After a year of health issues and another surgery, we discovered that our little girl was suffering from a fast spreading cancer. It was in her liver.
Savannah was such a sweet Basenji. She never gave us much trouble growing up. Yes, she chewed a few things here and there, but really not that much. She was smart and tough. I still remember her leading out in front on our walks. Moving quick and confidently.
She was our big love and my husband's little girl. Oh how she wrapped up his heart in her paw. He would smother her with kisses and she never mind them at all. She knew love; warmth; shelter and safety.
We had a tough year with her illnesses. But still we did whatever we could to make her life comfortable. We even bought her a pretty pink stroller when she was having difficulty walking. My husband pushed that stroller with all his pride and love.
These are a few photos when she was sick. You could see the tiredness in her eyes.
The Afternoon I rushed her to the vet, I kept thinking that she would be alright. We knew at that time she had Cancer, but I kept thinking that as soon as she healed from her surgery, we would start looking at our options. But when her doctor came in to speak to me, he said, "She's one sick little girl" and that's when my heart began to crack.
On July 23, 2012, my husband and I made the decision to send her on a journey alone. We couldn't let her stay in pain and our challenge was to make the decision to let her go. The doctors left us in the room with her and told us to take our time with her; but you know there is never really ever enough time. How could I give them an answer about how much time I needed. I needed more time to be with her; to sleep with her; to cuddle her and kiss her. But there's never ever enough time. I was so afraid for her. She looked into our eyes as if she was telling us to just take her away from there and take her home. But we couldn't. We had to send her on her way and believe that one day we will be with her.

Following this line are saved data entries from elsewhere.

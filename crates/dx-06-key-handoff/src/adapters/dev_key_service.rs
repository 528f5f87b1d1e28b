//! In-process key service for development and tests.
//!
//! Models custody as `owner address ‖ payload`: re-encryption checks that
//! the input is sealed for `from` and reseals the payload for `to`.

use crate::domain::Ciphertext;
use crate::error::KeyServiceError;
use crate::ports::outbound::KeyService;
use async_trait::async_trait;
use shared_types::Address;
use std::sync::atomic::{AtomicBool, AtomicU32, Ordering};
use tracing::debug;

const OWNER_LEN: usize = 20;

#[derive(Debug, Default)]
pub struct DevKeyService {
    deny: AtomicBool,
    unavailable: AtomicU32,
}

impl DevKeyService {
    pub fn new() -> Self {
        Self::default()
    }

    /// Seal `payload` for `owner`.
    pub fn seal(owner: Address, payload: &[u8]) -> Ciphertext {
        let mut bytes = Vec::with_capacity(OWNER_LEN + payload.len());
        bytes.extend_from_slice(owner.as_bytes());
        bytes.extend_from_slice(payload);
        Ciphertext::new(bytes)
    }

    /// Owner a ciphertext is sealed for.
    pub fn owner_of(ciphertext: &Ciphertext) -> Option<Address> {
        let bytes = ciphertext.as_bytes();
        if bytes.len() <= OWNER_LEN {
            return None;
        }
        let mut owner = [0u8; OWNER_LEN];
        owner.copy_from_slice(&bytes[..OWNER_LEN]);
        Some(Address(owner))
    }

    /// Refuse every request until toggled back.
    pub fn set_deny(&self, deny: bool) {
        self.deny.store(deny, Ordering::SeqCst);
    }

    /// Report `Unavailable` for the next `n` requests.
    pub fn fail_next(&self, n: u32) {
        self.unavailable.store(n, Ordering::SeqCst);
    }
}

#[async_trait]
impl KeyService for DevKeyService {
    async fn reencrypt(
        &self,
        ciphertext: &Ciphertext,
        from: Address,
        to: Address,
    ) -> Result<Ciphertext, KeyServiceError> {
        let pending = self.unavailable.load(Ordering::SeqCst);
        if pending > 0 {
            self.unavailable.store(pending - 1, Ordering::SeqCst);
            return Err(KeyServiceError::Unavailable("dev key service offline".into()));
        }
        if self.deny.load(Ordering::SeqCst) {
            return Err(KeyServiceError::Denied("dev key service denies all".into()));
        }

        let owner = Self::owner_of(ciphertext)
            .ok_or_else(|| KeyServiceError::Malformed(format!("{} bytes", ciphertext.len())))?;
        if owner != from {
            return Err(KeyServiceError::Denied(format!(
                "ciphertext sealed for {}, not {}",
                owner, from
            )));
        }

        debug!(%from, %to, "Resealing key");
        Ok(Self::seal(to, &ciphertext.as_bytes()[OWNER_LEN..]))
    }
}
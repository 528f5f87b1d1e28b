//! Listing book
//!
//! Listings seen in `DataPublish` events. A listing is recorded once and
//! never changed afterwards.

use parking_lot::RwLock;
use shared_types::{Listing, PublishId};
use std::collections::BTreeMap;
use tracing::debug;

#[derive(Default)]
pub struct ListingBook {
    listings: RwLock<BTreeMap<PublishId, Listing>>,
}

impl ListingBook {
    pub fn new() -> Self {
        Self::default()
    }

    /// Record `listing`. Returns `false` when its publish id is already known;
    /// the stored listing is left as it was.
    pub fn insert(&self, listing: Listing) -> bool {
        let mut listings = self.listings.write();
        if listings.contains_key(&listing.publish_id) {
            debug!(publish_id = %listing.publish_id, "Listing already recorded");
            return false;
        }
        listings.insert(listing.publish_id.clone(), listing);
        true
    }

    pub fn get(&self, publish_id: &PublishId) -> Option<Listing> {
        self.listings.read().get(publish_id).cloned()
    }

    pub fn len(&self) -> usize {
        self.listings.read().len()
    }

    pub fn is_empty(&self) -> bool {
        self.listings.read().is_empty()
    }

    /// Every listing, ordered by publish id.
    pub fn all(&self) -> Vec<Listing> {
        self.listings.read().values().cloned().collect()
    }
}

#[cfg(test)]
mod tests {
    use super::*;
    use shared_types::{Address, U256};

    fn listing(price: u64) -> Listing {
        Listing {
            publish_id: PublishId::from("pub-1"),
            price: U256::from(price),
            seller: Address([3; 20]),
            metadata_ref: "ref".into(),
            proof_refs: vec![],
            verification_required: true,
            published_at: 5,
        }
    }

    #[test]
    fn test_first_listing_wins() {
        let book = ListingBook::new();
        assert!(book.insert(listing(100)));
        assert!(!book.insert(listing(999)));

        let stored = book.get(&PublishId::from("pub-1")).unwrap();
        assert_eq!(stored.price, U256::from(100u64));
        assert_eq!(book.len(), 1);
    }
}
//! Vote policy

use serde::{Deserialize, Serialize};

/// How verdicts combine.
#[derive(Debug, Clone, Copy, PartialEq, Eq, Serialize, Deserialize, Default)]
pub enum DecisionRule {
    /// More than half of the chosen verifiers approve.
    #[default]
    Majority,
    /// Every chosen verifier approves.
    Unanimous,
}

/// Decision rule plus quorum and timeout.
#[derive(Debug, Clone, Copy, PartialEq, Eq, Serialize, Deserialize)]
pub struct VotePolicy {
    pub rule: DecisionRule,
    /// Votes required before a timed-out tally is decided on the votes cast.
    pub min_votes: usize,
    /// Blocks after transaction creation before the tally times out.
    pub vote_timeout_blocks: u64,
}

impl Default for VotePolicy {
    fn default() -> Self {
        Self {
            rule: DecisionRule::Majority,
            min_votes: 2,
            vote_timeout_blocks: 200,
        }
    }
}

impl VotePolicy {
    /// Quorum for a tally with `chosen` verifiers.
    pub fn quorum(&self, chosen: usize) -> usize {
        self.min_votes.min(chosen)
    }
}

#[cfg(test)]
mod tests {
    use super::*;

    #[test]
    fn test_quorum_never_exceeds_chosen() {
        let policy = VotePolicy::default();
        assert_eq!(policy.quorum(3), 2);
        assert_eq!(policy.quorum(1), 1);
        assert_eq!(policy.quorum(0), 0);
    }
}
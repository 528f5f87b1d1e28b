//! # Integration Harness
//!
//! A node running against an in-process ledger. Scenarios write contract
//! logs with [`Harness::emit`], then wait for the pipeline to finalize the
//! block with [`Harness::settle`].

use std::collections::HashMap;
use std::path::Path;
use std::sync::Arc;
use std::time::Duration;

use dx_01_event_decoder::{marketplace_schema, MarketEvent};
use dx_02_event_scanner::InMemoryLedger;
use dx_04_transaction_lifecycle::InMemoryContentStore;
use dx_05_verifier_coordination::DecisionRule;
use dx_06_key_handoff::DevKeyService;
use dx_07_action_submitter::DevSigner;
use node_runtime::{ExchangeRuntime, NodeConfig, RuntimePorts};
use parking_lot::Mutex;
use shared_bus::{AnomalyKind, NotificationFilter, NotificationKind, NotificationPayload};
use shared_types::{
    Address, BlockNumber, LogPosition, PublishId, RawLog, RetryPolicy, TransactionId, TxState,
    U256,
};
use tempfile::TempDir;

pub const PROTOCOL: Address = Address([0xee; 20]);
pub const SELLER: Address = Address([0x11; 20]);
pub const BUYER: Address = Address([0x22; 20]);
pub const V1: Address = Address([0x31; 20]);
pub const V2: Address = Address([0x32; 20]);
pub const V3: Address = Address([0x33; 20]);
pub const ARBITRATOR: Address = Address([0xaa; 20]);

pub const PUBLISH_ID: &str = "pub-1";
pub const SECOND_PUBLISH_ID: &str = "pub-2";
pub const DATA_KEY: &[u8] = b"data-key";

pub struct Harness {
    pub ledger: Arc<InMemoryLedger>,
    pub keys: Arc<DevKeyService>,
    pub runtime: ExchangeRuntime,
    dir: TempDir,
    log_indices: Mutex<HashMap<BlockNumber, u32>>,
}

impl Harness {
    pub async fn start() -> Self {
        let dir = tempfile::tempdir().expect("tempdir");
        Self::start_in(
            dir,
            Arc::new(InMemoryLedger::new()),
            Arc::new(DevKeyService::new()),
            HashMap::new(),
        )
        .await
    }

    async fn start_in(
        dir: TempDir,
        ledger: Arc<InMemoryLedger>,
        keys: Arc<DevKeyService>,
        log_indices: HashMap<BlockNumber, u32>,
    ) -> Self {
        let ports = RuntimePorts {
            ledger: ledger.clone(),
            signer: Arc::new(DevSigner::new()),
            key_service: keys.clone(),
            content: Arc::new(InMemoryContentStore::new()),
        };
        let runtime = ExchangeRuntime::new(node_config(dir.path()), ports).expect("runtime");
        runtime.start().await.expect("start");
        Self {
            ledger,
            keys,
            runtime,
            dir,
            log_indices: Mutex::new(log_indices),
        }
    }

    /// Shut the node down cleanly and start a new one on the same data
    /// directory and ledger.
    pub async fn restart(self) -> Self {
        self.restart_with(|_| {}).await
    }

    /// Like [`Harness::restart`], running `between` while no node holds the
    /// data directory.
    pub async fn restart_with(self, between: impl FnOnce(&Path)) -> Self {
        let Harness {
            ledger,
            keys,
            runtime,
            dir,
            log_indices,
        } = self;
        runtime.shutdown().await.expect("shutdown");
        drop(runtime);
        between(dir.path());
        Self::start_in(dir, ledger, keys, log_indices.into_inner()).await
    }

    pub fn data_dir(&self) -> &Path {
        self.dir.path()
    }

    /// Write `event` into `block` after the logs already there.
    pub fn emit(&self, event: MarketEvent, block: BlockNumber) -> LogPosition {
        self.emit_with(event, block, |_| {})
    }

    /// Like [`Harness::emit`], letting `edit` alter the raw log first.
    pub fn emit_with(
        &self,
        event: MarketEvent,
        block: BlockNumber,
        edit: impl FnOnce(&mut RawLog),
    ) -> LogPosition {
        let log_index = {
            let mut indices = self.log_indices.lock();
            let next = indices.entry(block).or_insert(0);
            let index = *next;
            *next += 1;
            index
        };
        let topic = marketplace_schema(event.name()).topic();
        let mut log = event.to_raw_log(PROTOCOL, topic, block, log_index);
        edit(&mut log);
        self.ledger.push_log(log);
        LogPosition::new(block, log_index)
    }

    /// Let the ledger reach `block` and wait until the node has applied
    /// everything up to it.
    pub async fn settle(&self, block: BlockNumber) {
        if self.ledger.head() < block {
            self.ledger.set_head(block);
        }
        let engine = self.runtime.engine().clone();
        tokio::time::timeout(Duration::from_secs(10), async move {
            while engine.current_block() < block {
                tokio::time::sleep(Duration::from_millis(5)).await;
            }
        })
        .await
        .expect("node did not reach block");
        self.runtime.router().wait_idle().await;
    }

    /// Target states of every transition of `tx_id`, oldest first.
    pub fn transitions(&self, tx_id: TransactionId) -> Vec<TxState> {
        self.runtime
            .notifications()
            .recent(&NotificationFilter::transaction(tx_id))
            .into_iter()
            .filter(|n| n.kind() == NotificationKind::Transition)
            .filter_map(|n| n.to_state)
            .collect()
    }

    pub fn anomalies(&self) -> Vec<AnomalyKind> {
        self.runtime
            .notifications()
            .recent(&NotificationFilter::kinds(vec![NotificationKind::Anomaly]))
            .into_iter()
            .filter_map(|n| match n.payload {
                NotificationPayload::Anomaly { anomaly, .. } => Some(anomaly),
                _ => None,
            })
            .collect()
    }

    pub fn failure_parties(&self) -> Vec<Vec<Address>> {
        self.runtime
            .notifications()
            .recent(&NotificationFilter::kinds(vec![NotificationKind::Failure]))
            .into_iter()
            .filter_map(|n| match n.payload {
                NotificationPayload::Failure { parties, .. } => Some(parties),
                _ => None,
            })
            .collect()
    }
}

fn node_config(data_dir: &Path) -> NodeConfig {
    let mut config = NodeConfig::default();
    config.ledger.protocol_contract = PROTOCOL;
    config.scanner.confirmations = 0;
    config.scanner.poll_interval_ms = 5;
    config.voting.rule = DecisionRule::Majority;
    config.voting.min_votes = 2;
    config.voting.vote_timeout_blocks = 50;
    config.voting.arbitrator = Some(ARBITRATOR);
    config.handoff.retry = RetryPolicy::none();
    config.submitter.reconcile_interval_blocks = 0;
    config.storage.data_dir = data_dir.to_path_buf();
    config
}

// =============================================================================
// Contract events
// =============================================================================

pub fn tx(id: u64) -> TransactionId {
    TransactionId::from(id)
}

pub fn publish(verification_required: bool) -> MarketEvent {
    publish_listing(PUBLISH_ID, verification_required)
}

pub fn publish_listing(publish_id: &str, verification_required: bool) -> MarketEvent {
    MarketEvent::DataPublish {
        publish_id: PublishId::from(publish_id),
        price: U256::from(100u64),
        description_ref: "desc-ref".to_string(),
        proof_refs: Vec::new(),
        seller: SELLER,
        verification_required,
    }
}

pub fn created(tx_id: TransactionId, verification_required: bool) -> MarketEvent {
    created_for(tx_id, PUBLISH_ID, verification_required)
}

pub fn created_for(
    tx_id: TransactionId,
    publish_id: &str,
    verification_required: bool,
) -> MarketEvent {
    MarketEvent::TransactionCreate {
        tx_id,
        publish_id: PublishId::from(publish_id),
        buyer: BUYER,
        seller: SELLER,
        proof_refs: Vec::new(),
        verification_required,
        state: 1,
    }
}

pub fn verifiers_chosen(tx_id: TransactionId) -> MarketEvent {
    MarketEvent::VerifiersChosen {
        tx_id,
        publish_id: PublishId::from(PUBLISH_ID),
        verifiers: vec![V1, V2, V3],
        state: 1,
    }
}

pub fn vote(tx_id: TransactionId, verifier: Address, approve: bool) -> MarketEvent {
    MarketEvent::Vote {
        tx_id,
        verifier,
        approve,
        comment: String::new(),
        state: 1,
    }
}

pub fn buy(tx_id: TransactionId) -> MarketEvent {
    MarketEvent::Buy {
        tx_id,
        seller_ciphertext: DevKeyService::seal(SELLER, DATA_KEY).into_bytes(),
        buyer: BUYER,
        state: 3,
    }
}

/// The ciphertext the seller's handoff produces for the buyer.
pub fn buyer_ciphertext() -> Vec<u8> {
    DevKeyService::seal(BUYER, DATA_KEY).into_bytes()
}

pub fn ready_for_download(tx_id: TransactionId) -> MarketEvent {
    MarketEvent::ReadyForDownload {
        tx_id,
        buyer_ciphertext: buyer_ciphertext(),
        state: 4,
    }
}

pub fn data_confirmed(tx_id: TransactionId, truth: bool) -> MarketEvent {
    MarketEvent::DataConfirmed {
        tx_id,
        buyer: BUYER,
        truth,
        state: 6,
    }
}

pub fn arbitration_result(tx_id: TransactionId, approve: bool) -> MarketEvent {
    MarketEvent::ArbitrationResult {
        tx_id,
        arbitrator: ARBITRATOR,
        approve,
        state: 6,
    }
}

pub fn close(tx_id: TransactionId) -> MarketEvent {
    MarketEvent::TransactionClose { tx_id, state: 7 }
}
//! # Integration Tests
//!
//! Every scenario writes contract logs into an in-process ledger and lets
//! the real scanner, router and lifecycle engine pick them up.

pub mod harness;
mod replay;
mod scenarios;
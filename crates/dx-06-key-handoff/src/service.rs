//! Handoff Manager - Core business logic

use crate::domain::{Ciphertext, HandoffRecord, HandoffStatus};
use crate::error::{HandoffError, HandoffResult, KeyServiceError};
use crate::ports::inbound::KeyHandoffApi;
use crate::ports::outbound::KeyService;
use async_trait::async_trait;
use parking_lot::Mutex;
use serde::{Deserialize, Serialize};
use shared_types::{Address, RetryPolicy, TransactionId};
use std::collections::HashMap;
use std::sync::atomic::{AtomicU32, Ordering};
use std::sync::Arc;
use tracing::{error, info, warn};

/// Handoff configuration
#[derive(Clone, Debug, Default, Serialize, Deserialize)]
pub struct HandoffConfig {
    /// Budget for `Unavailable` responses from the key service.
    pub retry: RetryPolicy,
}

/// Drives seller-to-buyer re-encryption and remembers the outcome per
/// transaction.
pub struct HandoffManager {
    key_service: Arc<dyn KeyService>,
    config: HandoffConfig,
    records: Mutex<HashMap<TransactionId, HandoffRecord>>,
}

impl HandoffManager {
    pub fn new(key_service: Arc<dyn KeyService>, config: HandoffConfig) -> Self {
        Self {
            key_service,
            config,
            records: Mutex::new(HashMap::new()),
        }
    }

    pub fn record(&self, tx_id: &TransactionId) -> Option<HandoffRecord> {
        self.records.lock().get(tx_id).cloned()
    }

    fn fail(&self, tx_id: TransactionId, reason: String) -> HandoffError {
        error!(%tx_id, %reason, "Key handoff failed");
        if let Some(record) = self.records.lock().get_mut(&tx_id) {
            record.status = HandoffStatus::Failed {
                reason: reason.clone(),
            };
        }
        HandoffError::HandoffFailed { tx_id, reason }
    }
}

#[async_trait]
impl KeyHandoffApi for HandoffManager {
    async fn hand_off(
        &self,
        tx_id: TransactionId,
        seller_ciphertext: Ciphertext,
        seller: Address,
        buyer: Address,
    ) -> HandoffResult<Ciphertext> {
        {
            let mut records = self.records.lock();
            if let Some(done) = records.get(&tx_id).and_then(|r| r.verified_ciphertext()) {
                return Ok(done.clone());
            }
            records.insert(tx_id, HandoffRecord::pending(tx_id, seller, buyer));
        }

        if seller_ciphertext.is_empty() {
            return Err(self.fail(tx_id, "seller ciphertext is empty".to_string()));
        }

        let attempts = AtomicU32::new(0);
        let outcome = self
            .config
            .retry
            .run(
                || {
                    let n = attempts.fetch_add(1, Ordering::Relaxed) + 1;
                    if let Some(record) = self.records.lock().get_mut(&tx_id) {
                        record.status = HandoffStatus::Pending { attempts: n };
                    }
                    self.key_service.reencrypt(&seller_ciphertext, seller, buyer)
                },
                KeyServiceError::is_transient,
            )
            .await;

        match outcome {
            Ok(buyer_ciphertext) if buyer_ciphertext.is_empty() => Err(self.fail(
                tx_id,
                KeyServiceError::Malformed("key service returned an empty ciphertext".into())
                    .to_string(),
            )),
            Ok(buyer_ciphertext) => {
                if let Some(record) = self.records.lock().get_mut(&tx_id) {
                    record.status = HandoffStatus::Complete {
                        buyer_ciphertext: buyer_ciphertext.clone(),
                    };
                }
                info!(
                    %tx_id,
                    attempts = attempts.load(Ordering::Relaxed),
                    "Key handoff complete"
                );
                Ok(buyer_ciphertext)
            }
            Err(exhausted) => {
                if exhausted.error.is_transient() {
                    warn!(%tx_id, attempts = exhausted.attempts, "Key service retry budget spent");
                }
                Err(self.fail(tx_id, exhausted.to_string()))
            }
        }
    }

    fn verified_ciphertext(&self, tx_id: &TransactionId) -> Option<Ciphertext> {
        self.records
            .lock()
            .get(tx_id)
            .and_then(|r| r.verified_ciphertext().cloned())
    }

    fn status(&self, tx_id: &TransactionId) -> Option<HandoffStatus> {
        self.records.lock().get(tx_id).map(|r| r.status.clone())
    }

    fn forget(&self, tx_id: &TransactionId) {
        self.records.lock().remove(tx_id);
    }
}

#[cfg(test)]
mod tests {
    use super::*;
    use std::sync::atomic::AtomicUsize;

    /// Key service that fails `unavailable` times, then answers with `reply`.
    struct MockKeyService {
        calls: AtomicUsize,
        unavailable: usize,
        reply: Result<Ciphertext, KeyServiceError>,
    }

    impl MockKeyService {
        fn new(unavailable: usize, reply: Result<Ciphertext, KeyServiceError>) -> Self {
            Self {
                calls: AtomicUsize::new(0),
                unavailable,
                reply,
            }
        }
    }

    #[async_trait]
    impl KeyService for MockKeyService {
        async fn reencrypt(
            &self,
            _ciphertext: &Ciphertext,
            _from: Address,
            _to: Address,
        ) -> Result<Ciphertext, KeyServiceError> {
            let n = self.calls.fetch_add(1, Ordering::SeqCst);
            if n < self.unavailable {
                return Err(KeyServiceError::Unavailable("timeout".into()));
            }
            self.reply.clone()
        }
    }

    fn fast_config(max_retries: u32) -> HandoffConfig {
        HandoffConfig {
            retry: RetryPolicy {
                max_retries,
                initial_backoff_ms: 1,
                max_backoff_ms: 2,
            },
        }
    }

    fn seller() -> Address {
        Address([1u8; 20])
    }

    fn buyer() -> Address {
        Address([2u8; 20])
    }

    #[tokio::test]
    async fn test_handoff_retries_unavailable_then_completes() {
        let service = Arc::new(MockKeyService::new(2, Ok(Ciphertext::new(vec![9, 9]))));
        let manager = HandoffManager::new(service.clone(), fast_config(3));
        let tx = TransactionId::from(42);

        let ct = manager
            .hand_off(tx, Ciphertext::new(vec![1]), seller(), buyer())
            .await
            .unwrap();

        assert_eq!(ct.as_bytes(), &[9, 9]);
        assert_eq!(service.calls.load(Ordering::SeqCst), 3);
        assert_eq!(manager.verified_ciphertext(&tx), Some(ct));
    }

    #[tokio::test]
    async fn test_denied_fails_without_retry() {
        let service = Arc::new(MockKeyService::new(
            0,
            Err(KeyServiceError::Denied("not the owner".into())),
        ));
        let manager = HandoffManager::new(service.clone(), fast_config(5));
        let tx = TransactionId::from(7);

        let err = manager
            .hand_off(tx, Ciphertext::new(vec![1]), seller(), buyer())
            .await
            .unwrap_err();

        assert!(matches!(err, HandoffError::HandoffFailed { .. }));
        assert_eq!(service.calls.load(Ordering::SeqCst), 1);
        assert!(matches!(
            manager.status(&tx),
            Some(HandoffStatus::Failed { .. })
        ));
        assert_eq!(manager.verified_ciphertext(&tx), None);
    }

    #[tokio::test]
    async fn test_exhausted_budget_fails() {
        let service = Arc::new(MockKeyService::new(10, Ok(Ciphertext::new(vec![1]))));
        let manager = HandoffManager::new(service.clone(), fast_config(2));

        let result = manager
            .hand_off(TransactionId::from(1), Ciphertext::new(vec![1]), seller(), buyer())
            .await;

        assert!(result.is_err());
        assert_eq!(service.calls.load(Ordering::SeqCst), 3);
    }

    #[tokio::test]
    async fn test_empty_ciphertexts_fail_stop() {
        let service = Arc::new(MockKeyService::new(0, Ok(Ciphertext::default())));
        let manager = HandoffManager::new(service.clone(), fast_config(2));

        let empty_input = manager
            .hand_off(TransactionId::from(1), Ciphertext::default(), seller(), buyer())
            .await;
        assert!(empty_input.is_err());
        assert_eq!(service.calls.load(Ordering::SeqCst), 0);

        let empty_output = manager
            .hand_off(TransactionId::from(2), Ciphertext::new(vec![1]), seller(), buyer())
            .await;
        assert!(empty_output.is_err());
    }

    #[tokio::test]
    async fn test_completed_handoff_is_not_repeated() {
        let service = Arc::new(MockKeyService::new(0, Ok(Ciphertext::new(vec![5]))));
        let manager = HandoffManager::new(service.clone(), fast_config(0));
        let tx = TransactionId::from(3);

        manager
            .hand_off(tx, Ciphertext::new(vec![1]), seller(), buyer())
            .await
            .unwrap();
        let again = manager
            .hand_off(tx, Ciphertext::new(vec![1]), seller(), buyer())
            .await
            .unwrap();

        assert_eq!(again.as_bytes(), &[5]);
        assert_eq!(service.calls.load(Ordering::SeqCst), 1);

        manager.forget(&tx);
        assert!(manager.status(&tx).is_none());
    }
}
//! # Data Exchange Node
//!
//! Follows the marketplace contracts, drives every purchase through its
//! lifecycle and submits the node's own actions back to the ledger.
//!
//! ## Flow
//!
//! ```text
//! Ledger ──logs──→ Scanner(2) ──decode(1)──→ Router(3) ──→ Lifecycle(4)
//!                                                            │   │   │
//!                                        Verifiers(5) ←──────┘   │   └──→ Submitter(7) ──→ Ledger
//!                                                                ↓
//!                                                          Key Handoff(6)
//! ```
//!
//! ## Environment
//!
//! - `DX_CONFIG` - JSON configuration file
//! - `DX_RPC_URL`, `DX_PROTOCOL_CONTRACT`, `DX_TOKEN_CONTRACT`, `DX_FROM_BLOCK`,
//!   `DX_CONFIRMATIONS`, `DX_DATA_DIR` - overrides
//! - `DX_DEV_LEDGER=1` - run against an in-process ledger
//! - `RUST_LOG` - log filter (default `info`)

use std::sync::Arc;

use anyhow::{bail, Result};
use dx_02_event_scanner::InMemoryLedger;
use node_runtime::{load_config, ExchangeRuntime, RuntimePorts};
use tracing::{error, info};
use tracing_subscriber::EnvFilter;

#[tokio::main]
async fn main() -> Result<()> {
    let filter = EnvFilter::try_from_default_env().unwrap_or_else(|_| EnvFilter::new("info"));
    tracing_subscriber::fmt()
        .with_env_filter(filter)
        .with_target(true)
        .with_thread_ids(true)
        .init();

    let config = load_config()?;

    if std::env::var("DX_DEV_LEDGER").as_deref() != Ok("1") {
        error!(
            rpc_url = %config.ledger.rpc_url,
            "No ledger transport is linked into this build; set DX_DEV_LEDGER=1 for the in-process ledger"
        );
        bail!("no ledger transport available");
    }

    let ledger = Arc::new(InMemoryLedger::new());
    let runtime = ExchangeRuntime::new(config, RuntimePorts::in_process(ledger))?;
    runtime.start().await?;

    info!("Node is running. Press Ctrl+C to stop.");
    let failed = tokio::select! {
        signal = tokio::signal::ctrl_c() => {
            signal?;
            false
        }
        e = runtime.fatal_error() => {
            error!(error = %e, "Event scan failed permanently");
            true
        }
    };

    runtime.shutdown().await?;
    if failed {
        bail!("node stopped after a fatal scan error");
    }
    Ok(())
}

The word "pet" doesn't even
begin to explain what they mean to us. They are our love; our joy; our
laughs and our smiles. They embed themselves in our hearts and know the
meaning of "Stay" because that is what they indeed do. They Stay. They
stay in our hearts; in our smiles and in our tears. They STAY forever
loved and they STAY in our memories. Constant and strong.
We go on -- through heartbreak and through tears.
What is so remarkable and I see it all the times is that eventually our
hearts do have the ability to open up again to give our love again to
another and another and another.
That is the beauty of a human who has a heart. There is always much much more love to give.
I have so many photos of Savannah and it's hard to choose which one I love the best. However, this one is one of my all time favorite photos of Savannah. She looks like she's laughing and just enjoying the beautiful day. This is what she made my heart feel like....Immense Joy.
I love you Baby Girl. Always and Forever.